HubDub should develop a new functionality for its traders: the possibility of selling short any event derivative. I wanted to do just that yesterday, to take advantage of this absurd situation —but wasn’t able to.
-
Post Scriptum: There is a reason David Perry is working with Robin Hanson (the inventor of MSR) to improve the Consensus Point software. If you want to be taken seriously as a forecaster, your tool should be technologically advanced. David Perry is a smart man.
-
We actually had shorting developed when we first launched but we didn’t switch it on. The reason we didn’t switch it on was because we were concerned about confusing new users. It appears to only be a problem in a small number of markets but still we do plan to introduce it at some point in the not too distant future.
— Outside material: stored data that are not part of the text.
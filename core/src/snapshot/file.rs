//! Snapshot file format (JSON)
//!
//! ```json
//! {
//!   "types": [
//!     { "kind": "scalar", "name": "ezUInt32", "size": 4, "encoding": "unsigned" },
//!     { "kind": "pointer", "name": "ezUInt32*", "pointee": "ezUInt32" },
//!     { "kind": "struct", "name": "Pair", "size": 8, "template_args": [],
//!       "fields": [ { "name": "a", "offset": 0, "type": "ezUInt32" } ] }
//!   ],
//!   "regions": [ { "base": 4096, "bytes": "2a000000" } ],
//!   "variables": [ { "name": "pair", "type": "Pair", "address": 4096 } ]
//! }
//! ```
//!
//! Types refer to each other by name and may appear in any order.

use std::path::Path;

use hashbrown::HashMap;
use serde::{Deserialize, Serialize};

use super::types::{FieldDef, TypeDef};
use super::{Region, Snapshot};
use crate::introspect::{Address, EnumMember, ScalarEncoding, TypeId, ValueHandle};

/// Snapshot loading error
#[derive(Debug, thiserror::Error)]
pub enum SnapshotError {
    #[error("failed to read snapshot: {0}")]
    Io(#[from] std::io::Error),

    #[error("malformed snapshot JSON: {0}")]
    Json(#[from] serde_json::Error),

    #[error("region at {base:#x} has invalid hex bytes: {source}")]
    Hex {
        base: Address,
        #[source]
        source: hex::FromHexError,
    },

    #[error("type `{0}` is referenced but never defined")]
    UnknownType(String),

    #[error("type `{0}` is defined more than once")]
    DuplicateType(String),
}

/// On-disk snapshot document
#[derive(Debug, Clone, Default, Serialize, Deserialize)]
pub struct SnapshotFile {
    #[serde(default)]
    pub types: Vec<TypeEntry>,
    #[serde(default)]
    pub regions: Vec<RegionEntry>,
    #[serde(default)]
    pub variables: Vec<VariableEntry>,
}

#[derive(Debug, Clone, Serialize, Deserialize)]
#[serde(tag = "kind", rename_all = "snake_case")]
pub enum TypeEntry {
    Scalar {
        name: String,
        size: u64,
        encoding: ScalarEncoding,
    },
    Pointer {
        name: String,
        pointee: String,
    },
    Struct {
        name: String,
        size: u64,
        #[serde(default)]
        template_args: Vec<String>,
        #[serde(default)]
        fields: Vec<FieldEntry>,
    },
    Array {
        name: String,
        element: String,
        count: u64,
    },
    Enum {
        name: String,
        size: u64,
        #[serde(default)]
        members: Vec<EnumMember>,
    },
}

impl TypeEntry {
    fn name(&self) -> &str {
        match self {
            TypeEntry::Scalar { name, .. }
            | TypeEntry::Pointer { name, .. }
            | TypeEntry::Struct { name, .. }
            | TypeEntry::Array { name, .. }
            | TypeEntry::Enum { name, .. } => name,
        }
    }
}

#[derive(Debug, Clone, Serialize, Deserialize)]
pub struct FieldEntry {
    pub name: String,
    pub offset: u64,
    #[serde(rename = "type")]
    pub ty: String,
    #[serde(default)]
    pub base: bool,
}

#[derive(Debug, Clone, Serialize, Deserialize)]
pub struct RegionEntry {
    pub base: Address,
    /// Hex-encoded bytes
    pub bytes: String,
}

#[derive(Debug, Clone, Serialize, Deserialize)]
pub struct VariableEntry {
    pub name: String,
    #[serde(rename = "type")]
    pub ty: String,
    pub address: Address,
}

impl SnapshotFile {
    pub fn from_json(text: &str) -> Result<Self, SnapshotError> {
        Ok(serde_json::from_str(text)?)
    }

    pub fn load(path: &Path) -> Result<Self, SnapshotError> {
        let text = std::fs::read_to_string(path)?;
        Self::from_json(&text)
    }

    /// Resolve type references and decode memory into a [`Snapshot`]
    pub fn into_snapshot(self) -> Result<Snapshot, SnapshotError> {
        let mut ids: HashMap<&str, TypeId> = HashMap::new();
        for (i, entry) in self.types.iter().enumerate() {
            if ids.insert(entry.name(), TypeId(i as u32)).is_some() {
                return Err(SnapshotError::DuplicateType(entry.name().to_string()));
            }
        }
        let resolve = |name: &str| {
            ids.get(name)
                .copied()
                .ok_or_else(|| SnapshotError::UnknownType(name.to_string()))
        };

        // Array sizes depend on element sizes, so resolve sizes lazily below
        let mut types = Vec::with_capacity(self.types.len());
        for entry in &self.types {
            let def = match entry {
                TypeEntry::Scalar {
                    name,
                    size,
                    encoding,
                } => TypeDef::Scalar {
                    name: name.clone(),
                    size: *size,
                    encoding: *encoding,
                },
                TypeEntry::Pointer { name, pointee } => TypeDef::Pointer {
                    name: name.clone(),
                    pointee: resolve(pointee)?,
                },
                TypeEntry::Struct {
                    name,
                    size,
                    template_args,
                    fields,
                } => TypeDef::Struct {
                    name: name.clone(),
                    size: *size,
                    template_args: template_args
                        .iter()
                        .map(|arg| resolve(arg))
                        .collect::<Result<_, _>>()?,
                    fields: fields
                        .iter()
                        .map(|f| {
                            Ok(FieldDef {
                                name: f.name.clone(),
                                offset: f.offset,
                                ty: resolve(&f.ty)?,
                                base: f.base,
                            })
                        })
                        .collect::<Result<_, SnapshotError>>()?,
                },
                TypeEntry::Array {
                    name,
                    element,
                    count,
                } => TypeDef::Array {
                    name: name.clone(),
                    element: resolve(element)?,
                    count: *count,
                    size: 0,
                },
                TypeEntry::Enum {
                    name,
                    size,
                    members,
                } => TypeDef::Enum {
                    name: name.clone(),
                    size: *size,
                    members: members.clone(),
                },
            };
            types.push(def);
        }
        for i in 0..types.len() {
            let size = array_size(&types, TypeId(i as u32), 0);
            if let TypeDef::Array { size: slot, .. } = &mut types[i] {
                *slot = size;
            }
        }

        let regions = self
            .regions
            .into_iter()
            .map(|r| {
                let bytes = hex::decode(r.bytes.trim())
                    .map_err(|source| SnapshotError::Hex { base: r.base, source })?;
                Ok(Region {
                    base: r.base,
                    bytes,
                })
            })
            .collect::<Result<Vec<_>, SnapshotError>>()?;

        let variables = self
            .variables
            .iter()
            .map(|v| Ok((v.name.clone(), ValueHandle::at(v.address, resolve(&v.ty)?))))
            .collect::<Result<Vec<_>, SnapshotError>>()?;

        Ok(Snapshot::from_parts(types, regions, variables))
    }
}

// Nested arrays are sized from their innermost element; cycles bottom out at 0.
fn array_size(types: &[TypeDef], ty: TypeId, depth: usize) -> u64 {
    match &types[ty.0 as usize] {
        TypeDef::Array { element, count, .. } if depth < 16 => {
            array_size(types, *element, depth + 1).saturating_mul(*count)
        }
        TypeDef::Array { .. } => 0,
        other => other.size(),
    }
}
Aside from convenience, what’s the difference between “shorting Digg and Huffington”
and a “place a stake to win on everything but those two”?
Won’t they have the same payoffs?
It is not just convenience. (I deleted my previous comment for this one.) It is also that short-selling Digg or HuffPost would be a winning trade at 100%. Whereas, in the no-short-selling-allowed scenario, when you buy out everything but the ones that have been eliminated from the competition, you will lose money on 2 out of 3 event derivatives in each of these Mashable sets of prediction markets.
This Sunday, Digg is at 4% and HuffPost at 16%. There is a serious problem, there.